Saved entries
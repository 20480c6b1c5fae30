//! Orchestration layer
//!
//! ```text
//! App (config, session, ApiClient, SubmitGate)
//!     ↓
//! workflow::SubmissionFlow (one assignment)
//!     ↓
//! services (auth / assignments / rewards / roster / messages / spelling)
//!     ↓
//! clients::ApiClient (HTTP)
//! ```

pub mod app;
pub mod command;

pub use app::App;
pub use command::{Command, USAGE};
use crate::error::{AppResult, ConfigError};
use serde::Deserialize;
use std::path::Path;
use std::str::FromStr;
use std::time::Duration;

/// Default config file looked up in the working directory
pub const DEFAULT_CONFIG_FILE: &str = "homeschool.toml";

/// Program configuration
#[derive(Clone, Debug, Deserialize)]
#[serde(default)]
pub struct Config {
    /// Backend base URL, without the `/api` suffix
    pub backend_url: String,
    /// Where the token and cached profile are persisted
    pub session_file: String,
    /// Total time budget for one request
    pub request_timeout_secs: u64,
    /// Time budget for establishing the connection
    pub connect_timeout_secs: u64,
    /// Whether to show debug logs
    pub verbose_logging: bool,
    /// Plain-text run log
    pub output_log_file: String,
}

impl Default for Config {
    fn default() -> Self {
        Self {
            backend_url: "http://localhost:8001".to_string(),
            session_file: ".homeschool_session.json".to_string(),
            request_timeout_secs: 30,
            connect_timeout_secs: 10,
            verbose_logging: false,
            output_log_file: "homeschool.log".to_string(),
        }
    }
}

impl Config {
    /// Defaults overridden by environment variables
    pub fn from_env() -> Self {
        Self::default().with_env_overrides()
    }

    /// Reads a TOML file; missing keys keep their defaults
    pub fn from_toml_file(path: impl AsRef<Path>) -> AppResult<Self> {
        let path = path.as_ref();
        let content = std::fs::read_to_string(path).map_err(|source| ConfigError::FileReadFailed {
            path: path.display().to_string(),
            source,
        })?;
        toml::from_str(&content).map_err(|source| {
            ConfigError::TomlParseFailed {
                path: path.display().to_string(),
                source,
            }
            .into()
        })
    }

    /// File (`HOMESCHOOL_CONFIG` or `homeschool.toml` when present), then env, then validation
    pub fn load() -> AppResult<Self> {
        let explicit = std::env::var("HOMESCHOOL_CONFIG").ok();
        let base = match explicit {
            Some(path) => Self::from_toml_file(path)?,
            None if Path::new(DEFAULT_CONFIG_FILE).exists() => {
                Self::from_toml_file(DEFAULT_CONFIG_FILE)?
            }
            None => Self::default(),
        };
        let config = base.with_env_overrides();
        config.validate()?;
        Ok(config)
    }

    /// Unparseable numeric values are ignored and the current value kept
    pub fn with_env_overrides(self) -> Self {
        Self {
            backend_url: std::env::var("HOMESCHOOL_BACKEND_URL").unwrap_or(self.backend_url),
            session_file: std::env::var("HOMESCHOOL_SESSION_FILE").unwrap_or(self.session_file),
            request_timeout_secs: env_or(
                "HOMESCHOOL_REQUEST_TIMEOUT_SECS",
                self.request_timeout_secs,
            ),
            connect_timeout_secs: env_or(
                "HOMESCHOOL_CONNECT_TIMEOUT_SECS",
                self.connect_timeout_secs,
            ),
            verbose_logging: env_or("VERBOSE_LOGGING", self.verbose_logging),
            output_log_file: std::env::var("OUTPUT_LOG_FILE").unwrap_or(self.output_log_file),
        }
    }

    pub fn validate(&self) -> AppResult<()> {
        let url = self.backend_url.trim();
        if url.is_empty() || !(url.starts_with("http://") || url.starts_with("https://")) {
            return Err(ConfigError::InvalidValue {
                key: "backend_url".to_string(),
                value: self.backend_url.clone(),
                expected: "an http(s) URL".to_string(),
            }
            .into());
        }
        if self.request_timeout_secs == 0 {
            return Err(ConfigError::InvalidValue {
                key: "request_timeout_secs".to_string(),
                value: "0".to_string(),
                expected: "a positive number of seconds".to_string(),
            }
            .into());
        }
        if self.connect_timeout_secs == 0 {
            return Err(ConfigError::InvalidValue {
                key: "connect_timeout_secs".to_string(),
                value: "0".to_string(),
                expected: "a positive number of seconds".to_string(),
            }
            .into());
        }
        Ok(())
    }

    pub fn request_timeout(&self) -> Duration {
        Duration::from_secs(self.request_timeout_secs)
    }

    pub fn connect_timeout(&self) -> Duration {
        Duration::from_secs(self.connect_timeout_secs)
    }

    /// API root, e.g. `http://localhost:8001/api`
    pub fn api_base(&self) -> String {
        format!("{}/api", self.backend_url.trim().trim_end_matches('/'))
    }
}

/// Parsed env value, or `current` when unset or unparseable
fn env_or<T: FromStr>(key: &str, current: T) -> T {
    std::env::var(key).ok().and_then(|v| v.parse().ok()).unwrap_or(current)
}
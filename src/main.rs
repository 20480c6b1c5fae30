use anyhow::Result;
use homeschool_hub_client::{logger, App, Command, Config};

#[tokio::main]
async fn main() -> Result<()> {
    let config = Config::load()?;
    logger::init_with(config.verbose_logging);

    let command = Command::parse(std::env::args().skip(1))?;

    App::initialize(config).await?.run(command).await
}
//! tracing subscriber setup

use tracing_subscriber::EnvFilter;

/// Initializes logging at `info` unless `RUST_LOG` says otherwise
///
/// `verbose` raises the default level to `debug`.
///
/// Safe to call more than once; later calls are ignored.
pub fn init_with(verbose: bool) {
    let default_level = if verbose { "debug" } else { "info" };
    let filter =
        EnvFilter::try_from_default_env().unwrap_or_else(|_| EnvFilter::new(default_level));

    let _ = tracing_subscriber::fmt()
        .with_env_filter(filter)
        .with_target(false)
        .try_init();
}
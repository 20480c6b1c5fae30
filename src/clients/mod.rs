pub mod api_client;

pub use api_client::{ApiClient, IDEMPOTENCY_HEADER};
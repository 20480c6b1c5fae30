//! Business capability layer
//!
//! Each service wraps one area of the backend, checks role and input before
//! calling out, and logs what it changed. Services never hold answers or
//! flow state; that belongs to `workflow`.

pub mod assignment_service;
pub mod auth_service;
pub mod dashboard;
pub mod lesson_plan_service;
pub mod message_service;
pub mod rewards_service;
pub mod roster_service;
pub mod spelling_service;

pub use assignment_service::AssignmentService;
pub use auth_service::AuthService;
pub use dashboard::{Dashboard, DashboardExtras, DashboardSummary, Scored};
pub use lesson_plan_service::LessonPlanService;
pub use message_service::MessageService;
pub use rewards_service::RewardsService;
pub use roster_service::RosterService;
pub use spelling_service::SpellingService;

→ **The problem**: Every line of the data above should be retyped precisely.

→ **Exercise result**:
repository 20480c6b1c5fae30
//! Orchestration layer
//!
//! ```text
//! App (config, session, ApiClient, SubmitGate)
//!     ↓
//! workflow::SubmissionFlow (one assignment)
//!     ↓
//! services (auth / assignments / rewards / roster / messages / spelling)
//!     ↓
//! clients::ApiClient (HTTP)
//! ```

pub mod app;
pub mod command;

pub use app::App;
pub use command::{Command, USAGE};
use crate::error::{AppResult, ConfigError};
use serde::Deserialize;
use std::path::Path;
use std::str::FromStr;
use std::time::Duration;

/// Default config file looked up in the working directory
pub const DEFAULT_CONFIG_FILE: &str = "homeschool.toml";

/// Program configuration
#[derive(Clone, Debug, Deserialize)]
#[serde(default)]
pub struct Config {
    /// Backend base URL, without the `/api` suffix
    pub backend_url: String,
    /// Where the token and cached profile are persisted
    pub session_file: String,
    /// Total time budget for one request
    pub request_timeout_secs: u64,
    /// Time budget for establishing the connection
    pub connect_timeout_secs: u64,
    /// Whether to show debug logs
    pub verbose_logging: bool,
    /// Plain-text run log
    pub output_log_file: String,
}

impl Default for Config {
    fn default() -> Self {
        Self {
            backend_url: "http://localhost:8001".to_string(),
            session_file: ".homeschool_session.json".to_string(),
            request_timeout_secs: 30,
            connect_timeout_secs: 10,
            verbose_logging: false,
            output_log_file: "homeschool.log".to_string(),
        }
    }
}

impl Config {
    /// Defaults overridden by environment variables
    pub fn from_env() -> Self {
        Self::default().with_env_overrides()
    }

    /// Reads a TOML file; missing keys keep their defaults
    pub fn from_toml_file(path: impl AsRef<Path>) -> AppResult<Self> {
        let path = path.as_ref();
        let content = std::fs::read_to_string(path).map_err(|source| ConfigError::FileReadFailed {
            path: path.display().to_string(),
            source,
        })?;
        toml::from_str(&content).map_err(|source| {
            ConfigError::TomlParseFailed {
                path: path.display().to_string(),
                source,
            }
            .into()
        })
    }

    /// File (`HOMESCHOOL_CONFIG` or `homeschool.toml` when present), then env, then validation
    pub fn load() -> AppResult<Self> {
        let explicit = std::env::var("HOMESCHOOL_CONFIG").ok();
        let base = match explicit {
            Some(path) => Self::from_toml_file(path)?,
            None if Path::new(DEFAULT_CONFIG_FILE).exists() => {
                Self::from_toml_file(DEFAULT_CONFIG_FILE)?
            }
            None => Self::default(),
        };
        let config = base.with_env_overrides();
        config.validate()?;
        Ok(config)
    }

    /// Unparseable numeric values are ignored and the current value kept
    pub fn with_env_overrides(self) -> Self {
        Self {
            backend_url: std::env::var("HOMESCHOOL_BACKEND_URL").unwrap_or(self.backend_url),
            session_file: std::env::var("HOMESCHOOL_SESSION_FILE").unwrap_or(self.session_file),
            request_timeout_secs: env_or(
                "HOMESCHOOL_REQUEST_TIMEOUT_SECS",
                self.request_timeout_secs,
            ),
            connect_timeout_secs: env_or(
                "HOMESCHOOL_CONNECT_TIMEOUT_SECS",
                self.connect_timeout_secs,
            ),
            verbose_logging: env_or("VERBOSE_LOGGING", self.verbose_logging),
            output_log_file: std::env::var("OUTPUT_LOG_FILE").unwrap_or(self.output_log_file),
        }
    }

    pub fn validate(&self) -> AppResult<()> {
        let url = self.backend_url.trim();
        if url.is_empty() || !(url.starts_with("http://") || url.starts_with("https://")) {
            return Err(ConfigError::InvalidValue {
                key: "backend_url".to_string(),
                value: self.backend_url.clone(),
                expected: "an http(s) URL".to_string(),
            }
            .into());
        }
        if self.request_timeout_secs == 0 {
            return Err(ConfigError::InvalidValue {
                key: "request_timeout_secs".to_string(),
                value: "0".to_string(),
                expected: "a positive number of seconds".to_string(),
            }
            .into());
        }
        if self.connect_timeout_secs == 0 {
            return Err(ConfigError::InvalidValue {
                key: "connect_timeout_secs".to_string(),
                value: "0".to_string(),
                expected: "a positive number of seconds".to_string(),
            }
            .into());
        }
        Ok(())
    }

    pub fn request_timeout(&self) -> Duration {
        Duration::from_secs(self.request_timeout_secs)
    }

    pub fn connect_timeout(&self) -> Duration {
        Duration::from_secs(self.connect_timeout_secs)
    }

    /// API root, e.g. `http://localhost:8001/api`
    pub fn api_base(&self) -> String {
        format!("{}/api", self.backend_url.trim().trim_end_matches('/'))
    }
}

/// Parsed env value, or `current` when unset or unparseable
fn env_or<T: FromStr>(key: &str, current: T) -> T {
    std::env::var(key).ok().and_then(|v| v.parse().ok()).unwrap_or(current)
}
filename src/main.rs
repository 20480c6b1c5fae30
use anyhow::Result;
use homeschool_hub_client::{logger, App, Command, Config};

#[tokio::main]
async fn main() -> Result<()> {
    let config = Config::load()?;
    logger::init_with(config.verbose_logging);

    let command = Command::parse(std::env::args().skip(1))?;

    App::initialize(config).await?.run(command).await
}
//! tracing subscriber setup

use tracing_subscriber::EnvFilter;

/// Initializes logging at `info` unless `RUST_LOG` says otherwise
///
/// `verbose` raises the default level to `debug`.
///
/// Safe to call more than once; later calls are ignored.
pub fn init_with(verbose: bool) {
    let default_level = if verbose { "debug" } else { "info" };
    let filter =
        EnvFilter::try_from_default_env().unwrap_or_else(|_| EnvFilter::new(default_level));

    let _ = tracing_subscriber::fmt()
        .with_env_filter(filter)
        .with_target(false)
        .try_init();
}
repository 20480c6b1c5fae30
filename src/clients/mod.rs
pub mod api_client;

pub use api_client::{ApiClient, IDEMPOTENCY_HEADER};
repository 20480c6b1c5fae30
//! Business capability layer
//!
//! Each service wraps one area of the backend, checks role and input before
//! calling out, and logs what it changed. Services never hold answers or
//! flow state; that belongs to `workflow`.

pub mod assignment_service;
pub mod auth_service;
pub mod dashboard;
pub mod lesson_plan_service;
pub mod message_service;
pub mod rewards_service;
pub mod roster_service;
pub mod spelling_service;

pub use assignment_service::AssignmentService;
pub use auth_service::AuthService;
pub use dashboard::{Dashboard, DashboardExtras, DashboardSummary, Scored};
pub use lesson_plan_service::LessonPlanService;
pub use message_service::MessageService;
pub use rewards_service::RewardsService;
pub use roster_service::RosterService;
pub use spelling_service::SpellingService;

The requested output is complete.